INPUT:
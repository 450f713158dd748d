//! Product composite handlers
//!
//! Extraction failures are taken as `Result`s so they leave through the same
//! error envelope as downstream failures.

use axum::{
    extract::{
        rejection::{JsonRejection, PathRejection, QueryRejection},
        OriginalUri, Path, Query, State,
    },
    http::StatusCode,
    Json,
};
use tracing::info;
use validator::Validate;

use core_kernel::ProductId;
use domain_composite::{ProductAggregate, ProductComposite};

use crate::dto::PageQuery;
use crate::error::{ApiError, ErrorResponse};
use crate::AppState;

/// Returns a product with one page of its recommendations and reviews
pub async fn get_composite_product(
    State(state): State<AppState>,
    OriginalUri(uri): OriginalUri,
    product_id: Result<Path<i32>, PathRejection>,
    query: Result<Query<PageQuery>, QueryRejection>,
) -> Result<Json<ProductAggregate>, ErrorResponse> {
    let path = uri.path();
    let Path(product_id) = product_id.map_err(|e| ApiError::from(e).at(path))?;
    let Query(query) = query.map_err(|e| ApiError::from(e).at(path))?;
    query.validate().map_err(|e| ApiError::from(e).at(path))?;

    let aggregate = state
        .service
        .get_composite_product(ProductId::new(product_id), query.into())
        .await
        .map_err(|e| ApiError::from(e).at(path))?;

    Ok(Json(aggregate))
}

/// Creates a product together with its recommendations and reviews
pub async fn create_composite_product(
    State(state): State<AppState>,
    OriginalUri(uri): OriginalUri,
    body: Result<Json<ProductComposite>, JsonRejection>,
) -> Result<(StatusCode, Json<ProductComposite>), ErrorResponse> {
    let path = uri.path();
    let Json(body) = body.map_err(|e| ApiError::from(e).at(path))?;

    let created = state
        .service
        .create_composite_product(body)
        .await
        .map_err(|e| ApiError::from(e).at(path))?;

    info!(product_id = %created.product_id, "Composite product created");
    Ok((StatusCode::CREATED, Json(created)))
}

/// Accepts the deletion of a composite product
///
/// Answers 202 once the deletion events are published; the owning services
/// delete their data asynchronously.
pub async fn delete_composite_product(
    State(state): State<AppState>,
    OriginalUri(uri): OriginalUri,
    product_id: Result<Path<i32>, PathRejection>,
) -> Result<StatusCode, ErrorResponse> {
    let path = uri.path();
    let Path(product_id) = product_id.map_err(|e| ApiError::from(e).at(path))?;

    state
        .service
        .delete_composite_product(ProductId::new(product_id))
        .await
        .map_err(|e| ApiError::from(e).at(path))?;

    Ok(StatusCode::ACCEPTED)
}
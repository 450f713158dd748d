//! ISO-8601 timestamps as exchanged with the core services
//!
//! Peers send either an offset date-time (`2024-01-01T10:00:00Z`) or a local
//! one without offset (`2024-01-01T10:00:00.123`). Local values are read as
//! UTC. Serialization always writes RFC 3339 in UTC.

use chrono::{DateTime, NaiveDateTime, TimeZone, Utc};
use serde::de::Error as _;
use serde::{Deserialize, Deserializer};

/// Parses an offset or local ISO-8601 date-time
pub fn parse(value: &str) -> Option<DateTime<Utc>> {
    let value = value.trim();
    if let Ok(date) = DateTime::parse_from_rfc3339(value) {
        return Some(date.with_timezone(&Utc));
    }
    value
        .parse::<NaiveDateTime>()
        .ok()
        .map(|local| Utc.from_utc_datetime(&local))
}

/// Deserializes a required timestamp; unreadable values are an error
pub fn deserialize<'de, D>(deserializer: D) -> Result<DateTime<Utc>, D::Error>
where
    D: Deserializer<'de>,
{
    let raw = String::deserialize(deserializer)?;
    parse(&raw).ok_or_else(|| D::Error::custom(format!("invalid ISO-8601 date-time: {}", raw)))
}

/// Deserializes an optional timestamp; absent or unreadable values become `None`
pub fn deserialize_lenient<'de, D>(deserializer: D) -> Result<Option<DateTime<Utc>>, D::Error>
where
    D: Deserializer<'de>,
{
    let raw = Option::<serde_json::Value>::deserialize(deserializer)?;
    Ok(raw.as_ref().and_then(serde_json::Value::as_str).and_then(parse))
}
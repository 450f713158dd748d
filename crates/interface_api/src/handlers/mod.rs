//! Request handlers

pub mod composite;
pub mod health;
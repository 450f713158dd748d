//! Deletion event consumer
//!
//! Each owning service gets its own consumer. A consumer reacts to `DELETE`
//! events by deleting everything its service holds for the event's product.
//! Delivery is at-least-once, so handling relies on idempotent deletes:
//! a redelivered event deletes nothing and still succeeds.

use chrono::Utc;
use std::fmt;
use std::sync::Arc;
use tokio::sync::mpsc;
use tracing::{debug, error, info, instrument, warn};

use core_kernel::{Event, EventType, PortError, ProductId};
use domain_product::ProductPort;
use domain_recommendation::RecommendationPort;
use domain_review::ReviewPort;

/// Service whose data a consumer deletes
#[derive(Clone)]
pub enum DeletionTarget {
    Product(Arc<dyn ProductPort>),
    Recommendations(Arc<dyn RecommendationPort>),
    Reviews(Arc<dyn ReviewPort>),
}

impl DeletionTarget {
    pub fn name(&self) -> &'static str {
        match self {
            DeletionTarget::Product(_) => "product",
            DeletionTarget::Recommendations(_) => "recommendations",
            DeletionTarget::Reviews(_) => "reviews",
        }
    }

    async fn delete(&self, product_id: ProductId) -> Result<(), PortError> {
        match self {
            DeletionTarget::Product(port) => port.delete_product(product_id).await,
            DeletionTarget::Recommendations(port) => {
                port.delete_recommendations_by_product(product_id).await
            }
            DeletionTarget::Reviews(port) => port.delete_reviews_by_product(product_id).await,
        }
    }
}

impl fmt::Debug for DeletionTarget {
    fn fmt(&self, f: &mut fmt::Formatter<'_>) -> fmt::Result {
        f.debug_tuple("DeletionTarget").field(&self.name()).finish()
    }
}

/// What happened to one delivered event
#[derive(Debug, Clone, Copy, PartialEq, Eq)]
pub enum ConsumeOutcome {
    /// The payload was absent or unreadable
    Dropped,
    /// The event type has no handler
    Ignored(EventType),
    /// The product's data was deleted
    Deleted(ProductId),
}

/// Applies deletion events to one owning service
#[derive(Debug, Clone)]
pub struct DeleteEventConsumer {
    target: DeletionTarget,
}

impl DeleteEventConsumer {
    pub fn new(target: DeletionTarget) -> Self {
        Self { target }
    }

    pub fn target(&self) -> &DeletionTarget {
        &self.target
    }

    /// Handles one delivered event
    ///
    /// An absent event is dropped without any downstream call. Only `DELETE`
    /// is acted upon; other types are ignored.
    #[instrument(skip(self, event), fields(service = self.target.name()))]
    pub async fn handle(
        &self,
        event: Option<Event<ProductId>>,
    ) -> Result<ConsumeOutcome, PortError> {
        let Some(event) = event else {
            debug!("Dropping empty event");
            return Ok(ConsumeOutcome::Dropped);
        };

        info!(
            event_type = %event.event_type(),
            creation_date = %event.creation_date(),
            "Received an event"
        );

        match event.event_type() {
            EventType::Delete => {
                let product_id = *event.key();
                self.target.delete(product_id).await?;
                info!(
                    %product_id,
                    deleted_at = %Utc::now(),
                    "Deleted {} data of product",
                    self.target.name()
                );
                Ok(ConsumeOutcome::Deleted(product_id))
            }
            other => {
                debug!(event_type = %other, "No handler for event type");
                Ok(ConsumeOutcome::Ignored(other))
            }
        }
    }

    /// Decodes a raw payload and handles it
    pub async fn handle_payload(&self, payload: &[u8]) -> Result<ConsumeOutcome, PortError> {
        self.handle(decode(payload)).await
    }
}

/// Reads an event from a JSON payload; `null`, empty or malformed input is `None`
pub fn decode(payload: &[u8]) -> Option<Event<ProductId>> {
    if payload.iter().all(u8::is_ascii_whitespace) {
        return None;
    }
    match serde_json::from_slice::<Option<Event<ProductId>>>(payload) {
        Ok(event) => event,
        Err(e) => {
            warn!(error = %e, "Discarding unreadable event payload");
            None
        }
    }
}

/// Feeds every payload received on `receiver` to `consumer`
///
/// Failures are logged and the loop moves on to the next payload. Returns
/// once every sender is gone.
pub async fn run_consumer(mut receiver: mpsc::Receiver<Vec<u8>>, consumer: DeleteEventConsumer) {
    let service = consumer.target().name();
    info!(service, "Event consumer started");

    while let Some(payload) = receiver.recv().await {
        match consumer.handle_payload(&payload).await {
            Ok(outcome) => debug!(service, ?outcome, "Event processed"),
            Err(e) => error!(service, error = %e, "Failed to process event"),
        }
    }

    info!(service, "Event channel closed, consumer stopped");
}
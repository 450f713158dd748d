//! API configuration
//!
//! Loaded once at start-up from `API_`-prefixed environment variables layered
//! over the defaults below. Nested fields use `__`, for example
//! `API_SERVICES__REVIEW__PORT=9003` or `API_PAGINATION__PAGE_SIZE=20`.

use serde::{Deserialize, Serialize};
use std::time::Duration;

use core_kernel::{CoreError, PaginationDefaults};
use infra_http::{IntegrationConfig, ServiceEndpoints};

/// Output format of the log subscriber
#[derive(Debug, Clone, Copy, Default, PartialEq, Eq, Serialize, Deserialize)]
#[serde(rename_all = "lowercase")]
pub enum LogFormat {
    #[default]
    Pretty,
    Json,
}

/// API configuration
#[derive(Debug, Clone, PartialEq, Serialize, Deserialize)]
#[serde(default)]
pub struct ApiConfig {
    /// Server host
    pub host: String,
    /// Server port
    pub port: u16,
    /// Log level, used when `RUST_LOG` is unset
    pub log_level: String,
    pub log_format: LogFormat,
    /// Base path of the composite routes and of every downstream service
    pub base_path: String,
    /// Downstream service addresses
    pub services: ServiceEndpoints,
    /// Page coordinates used when a caller omits them
    pub pagination: PaginationDefaults,
    /// Timeout of each downstream request, in seconds
    pub request_timeout_secs: u64,
    /// Capacity of each in-process event topic
    pub event_buffer: usize,
}

impl Default for ApiConfig {
    fn default() -> Self {
        Self {
            host: "0.0.0.0".to_string(),
            port: 8080,
            log_level: "info".to_string(),
            log_format: LogFormat::default(),
            base_path: "/api/v1".to_string(),
            services: ServiceEndpoints::default(),
            pagination: PaginationDefaults::default(),
            request_timeout_secs: 10,
            event_buffer: 64,
        }
    }
}

impl ApiConfig {
    /// Loads configuration from environment
    pub fn from_env() -> Result<Self, config::ConfigError> {
        config::Config::builder()
            .add_source(config::Config::try_from(&ApiConfig::default())?)
            .add_source(
                config::Environment::with_prefix("API")
                    .prefix_separator("_")
                    .separator("__")
                    .try_parsing(true),
            )
            .build()?
            .try_deserialize()
    }

    /// Rejects values the server cannot run with
    pub fn validate(&self) -> Result<(), CoreError> {
        if self.pagination.page_size == 0 {
            return Err(CoreError::configuration("pagination.page_size must be at least 1"));
        }
        if self.event_buffer == 0 {
            return Err(CoreError::configuration("event_buffer must be at least 1"));
        }
        if self.request_timeout_secs == 0 {
            return Err(CoreError::configuration(
                "request_timeout_secs must be at least 1",
            ));
        }
        if !self.base_path.is_empty() && !self.base_path.starts_with('/') {
            return Err(CoreError::configuration(format!(
                "base_path must start with '/': {}",
                self.base_path
            )));
        }
        Ok(())
    }

    /// Settings of the downstream integration
    pub fn integration_config(&self) -> IntegrationConfig {
        IntegrationConfig::new(self.services.clone(), self.base_path.clone())
            .with_timeout(Duration::from_secs(self.request_timeout_secs))
    }

    /// Returns the server address
    pub fn server_addr(&self) -> String {
        format!("{}:{}", self.host, self.port)
    }
}
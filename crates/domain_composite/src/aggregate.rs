//! Read-side view of a product and its recommendations and reviews
//!
//! A [`ProductAggregate`] is built fresh for every request and never stored.

use serde::{Deserialize, Serialize};

use core_kernel::{ProductId, RecommendationId, ReviewId};

/// Page coordinates and totals of an outward page
#[derive(Debug, Clone, Copy, PartialEq, Eq, Serialize, Deserialize)]
#[serde(rename_all = "camelCase")]
pub struct PageMetadata {
    pub size: u32,
    pub total_elements: u64,
    pub total_pages: u32,
    pub number: u32,
}

/// Outward paged collection: the items plus their page metadata
#[derive(Debug, Clone, PartialEq, Serialize, Deserialize)]
pub struct SummaryPage<T> {
    pub content: Vec<T>,
    pub page: PageMetadata,
}

impl<T> SummaryPage<T> {
    pub fn len(&self) -> usize {
        self.content.len()
    }

    pub fn is_empty(&self) -> bool {
        self.content.is_empty()
    }
}

/// A recommendation as seen by composite callers
///
/// Also used as the write-side payload, where the id is left unset.
#[derive(Debug, Clone, PartialEq, Eq, Serialize, Deserialize)]
pub struct RecommendationSummary {
    #[serde(
        rename = "recommendationID",
        default,
        skip_serializing_if = "Option::is_none"
    )]
    pub recommendation_id: Option<RecommendationId>,
    pub author: String,
    pub rate: i32,
    pub content: String,
}

impl RecommendationSummary {
    pub fn new(author: impl Into<String>, rate: i32, content: impl Into<String>) -> Self {
        Self {
            recommendation_id: None,
            author: author.into(),
            rate,
            content: content.into(),
        }
    }
}

/// A review as seen by composite callers
///
/// Also used as the write-side payload, where the id is left unset.
#[derive(Debug, Clone, PartialEq, Eq, Serialize, Deserialize)]
pub struct ReviewSummary {
    #[serde(rename = "reviewID", default, skip_serializing_if = "Option::is_none")]
    pub review_id: Option<ReviewId>,
    pub author: String,
    pub subject: String,
    pub content: String,
}

impl ReviewSummary {
    pub fn new(
        author: impl Into<String>,
        subject: impl Into<String>,
        content: impl Into<String>,
    ) -> Self {
        Self {
            review_id: None,
            author: author.into(),
            subject: subject.into(),
            content: content.into(),
        }
    }
}

/// A product with one page of its recommendations and one page of its reviews
#[derive(Debug, Clone, PartialEq, Serialize, Deserialize)]
pub struct ProductAggregate {
    #[serde(rename = "productID")]
    pub product_id: ProductId,
    pub name: String,
    pub weight: f64,
    pub recommendations: SummaryPage<RecommendationSummary>,
    pub reviews: SummaryPage<ReviewSummary>,
}
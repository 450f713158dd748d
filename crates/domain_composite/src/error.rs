//! Composite domain errors

use thiserror::Error;

use core_kernel::PortError;

use crate::publisher::PublishError;

/// Errors returned by the composite service
#[derive(Debug, Error)]
pub enum CompositeError {
    /// A downstream call failed; the classification is kept as is
    #[error(transparent)]
    Port(#[from] PortError),

    /// A deletion event could not be published
    #[error(transparent)]
    Publish(#[from] PublishError),
}

impl CompositeError {
    /// The downstream classification, when the failure came from a port
    pub fn port_error(&self) -> Option<&PortError> {
        match self {
            CompositeError::Port(error) => Some(error),
            CompositeError::Publish(_) => None,
        }
    }

    pub fn is_not_found(&self) -> bool {
        self.port_error().is_some_and(PortError::is_not_found)
    }
}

WHAT TO WORK ON: When a line above includes the word "PageMetadata", please list that line.

RESULT FOR THIS TASK:
pub struct PageMetadata {
    pub page: PageMetadata,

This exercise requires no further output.